Train As You Fight

Thursday, March 21, 2013

Reminder: For those that are attacking 13.3 on Friday, use today as an “active recovery” day or take a rest day!

EIEC Tip of the Day:  Have quality back ups.  Remember Bill and Ted’s Adventure?  How in time travel past Bill and Ted would hook up future Bill and Ted with stuff they knew they needed?  I (present Zeb) always try to have meals standing by for future Zeb in the event of emergency or need.  Brian’s Bowls, Ohmybars, Pemmican, Super Greens Protein Bars, and Warrior Meals are my favs to have around the house or way stations at work.  Usually in dire need, I’ll forget I have them and ask myself, what would Past Zeb have done to help me right now?  Think it’s nerdy?  It is.  Does it work?  Abso-freaking-lutely.  Try it.  It works 99 % of the time!  (Time travel is still not an exact science, and yes I just wrote this entire paragraph.  Don’t judge.)

Warm up/Mobility:

Internal rotation smash with bar
Olympic Wall Squat
Super Rack

Strength: (Same for Classic and Advanced)

EMOTM for 10 minutes:
Even: 5x Ring dips (strict)
Odd:  5x Front Squat (70% to 80%)

     Notes: Focus on depth with the front squats and use the bounce out of the bottom!

Conditioning:

 Complete as many rounds as possible in 15 minutes of:
15 Chest to bar pull-ups
30 second Ring L-sit hold 

     Notes: Substitute regular pull-ups and parallette L (or chair) sit as needed.

Cool Down:

Cobra, 1 minute
Samson Stretch, 30 seconds per side
10 Wall extensions

 

IMG_5846 
Jefferson, contemplating 13.3 . . .

There is an old military saying that goes ‘Train as you Fight.’  The Open has reminded me recently of just how true this is.  If you have WODed and competed at our Friday Night Lights, you understand that the Open workouts feel like you’re in a fight.  My training recently has begun to reflect this:  In the middle of the WODs, when I feel myself red lining, when I feel like stopping, I say to myself, ‘Train as you Fight’ and all of a sudden I can keep going.  Would I quit during the Open WODs?  Would I sprint the finish or cruise it in? 
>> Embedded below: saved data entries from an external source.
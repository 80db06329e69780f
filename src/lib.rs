//! Workspace umbrella crate for gazetteer matching.
//!
//! This crate stitches together the prefix trie, element normalization and
//! the matchers so callers can build, query and configure a gazetteer from a
//! single API entry point.
//!
//! ```
//! use gazetteer::{FindOptions, GazetteerConfig};
//!
//! let config = GazetteerConfig::from_yaml(
//!     "version: \"1\"\nnormalize:\n  lowercase: true\n",
//! )
//! .expect("valid config");
//!
//! let mut cities = config.string_matcher::<&str>();
//! cities.add("Berlin", Some("DE"), false);
//! assert_eq!(cities.replace("from berlin"), "from DE");
//! assert_eq!(cities.find("BERLIN", &FindOptions::default()).len(), 1);
//! ```

pub mod config;

pub use crate::config::{ConfigLoadError, GazetteerConfig};
pub use matcher::{
    FindOptions, IgnoreFn, MapFn, Match, MatchMetrics, Matcher, Span, StringMatcher, TokenMatcher,
    set_match_metrics,
};
pub use normalize::{
    NormalizeConfig, NormalizeError, Token, fold_char, fold_token, ignore_char, ignore_token,
    tokenize,
};
pub use trie::{Entry, NodeId, Trie, TrieError};
use std::borrow::Cow;

use unicode_categories::UnicodeCategories;
use unicode_normalization::UnicodeNormalization;

use crate::config::NormalizeConfig;

/// Whether `ch` should be skipped under `cfg`.
pub fn ignore_char(ch: char, cfg: &NormalizeConfig) -> bool {
    (cfg.ignore_whitespace && ch.is_whitespace())
        || (cfg.ignore_punctuation && ch.is_punctuation())
}

/// Fold a single character.
///
/// Lowercasing is applied only when it maps to exactly one character.
pub fn fold_char(ch: char, cfg: &NormalizeConfig) -> char {
    if !cfg.lowercase {
        return ch;
    }
    let mut lower = ch.to_lowercase();
    match (lower.next(), lower.next()) {
        (Some(single), None) => single,
        _ => ch,
    }
}

/// Whether a whole token should be skipped under `cfg`.
///
/// A token is ignored when every character in it is ignored, so `"--"` is
/// skipped with `ignore_punctuation` but `"e-mail"` is not.
pub fn ignore_token(token: &str, cfg: &NormalizeConfig) -> bool {
    (cfg.ignore_whitespace || cfg.ignore_punctuation)
        && token.chars().all(|ch| ignore_char(ch, cfg))
}

/// Fold a token: NFKC first (it can change character boundaries), then
/// lowercasing.
pub fn fold_token(token: &str, cfg: &NormalizeConfig) -> String {
    let normalized: Cow<str> = if cfg.normalize_unicode {
        Cow::Owned(token.nfkc().collect::<String>())
    } else {
        Cow::Borrowed(token)
    };
    if cfg.lowercase {
        normalized.to_lowercase()
    } else {
        normalized.into_owned()
    }
}

#[cfg(test)]
mod tests {
    use super::*;

    #[test]
    fn identity_config_keeps_everything() {
        let cfg = NormalizeConfig::default();
        assert!(!ignore_char(' ', &cfg));
        assert!(!ignore_char(',', &cfg));
        assert_eq!(fold_char('A', &cfg), 'A');
        assert_eq!(fold_token("Caf\u{00E9}", &cfg), "Caf\u{00E9}");
    }

    #[test]
    fn lowercase_single_char_only() {
        let cfg = NormalizeConfig::new().with_lowercase(true);
        assert_eq!(fold_char('W', &cfg), 'w');
        assert_eq!(fold_char('\u{0130}', &cfg), '\u{0130}');
        assert_eq!(fold_token("SoMe", &cfg), "some");
    }

    #[test]
    fn whitespace_and_punctuation_ignored() {
        let cfg = NormalizeConfig::new()
            .with_ignore_whitespace(true)
            .with_ignore_punctuation(true);
        assert!(ignore_char('\t', &cfg));
        assert!(ignore_char('!', &cfg));
        assert!(!ignore_char('a', &cfg));
        assert!(ignore_token("--", &cfg));
        assert!(!ignore_token("e-mail", &cfg));
    }

    #[test]
    fn nfkc_merges_compatibility_forms() {
        let cfg = NormalizeConfig::new()
            .with_normalize_unicode(true)
            .with_lowercase(true);
        assert_eq!(
            fold_token("Cafe\u{0301}", &cfg),
            fold_token("Caf\u{00E9}", &cfg)
        );
        assert_eq!(fold_token("\u{FB01}le", &cfg), "file");
    }
}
I remember Games ’09 Champion Mikko Salo saying something to the effect of, he has so much confidence in his training regiment and rigor that on Game Day he’s not really worried about what will be thrown at him.  Greg Glassman has also said to not let the mission parameters exceed the training stimulus. 

So when you are spilling your teeth in the middle of the WOD, remember that is how it’s going to feel when you’re competing.  It’s a fight.  I’m in a fight.  13.3 is a 12 minute AMRAP?  Fine, I’m in a fight for 12 minutes.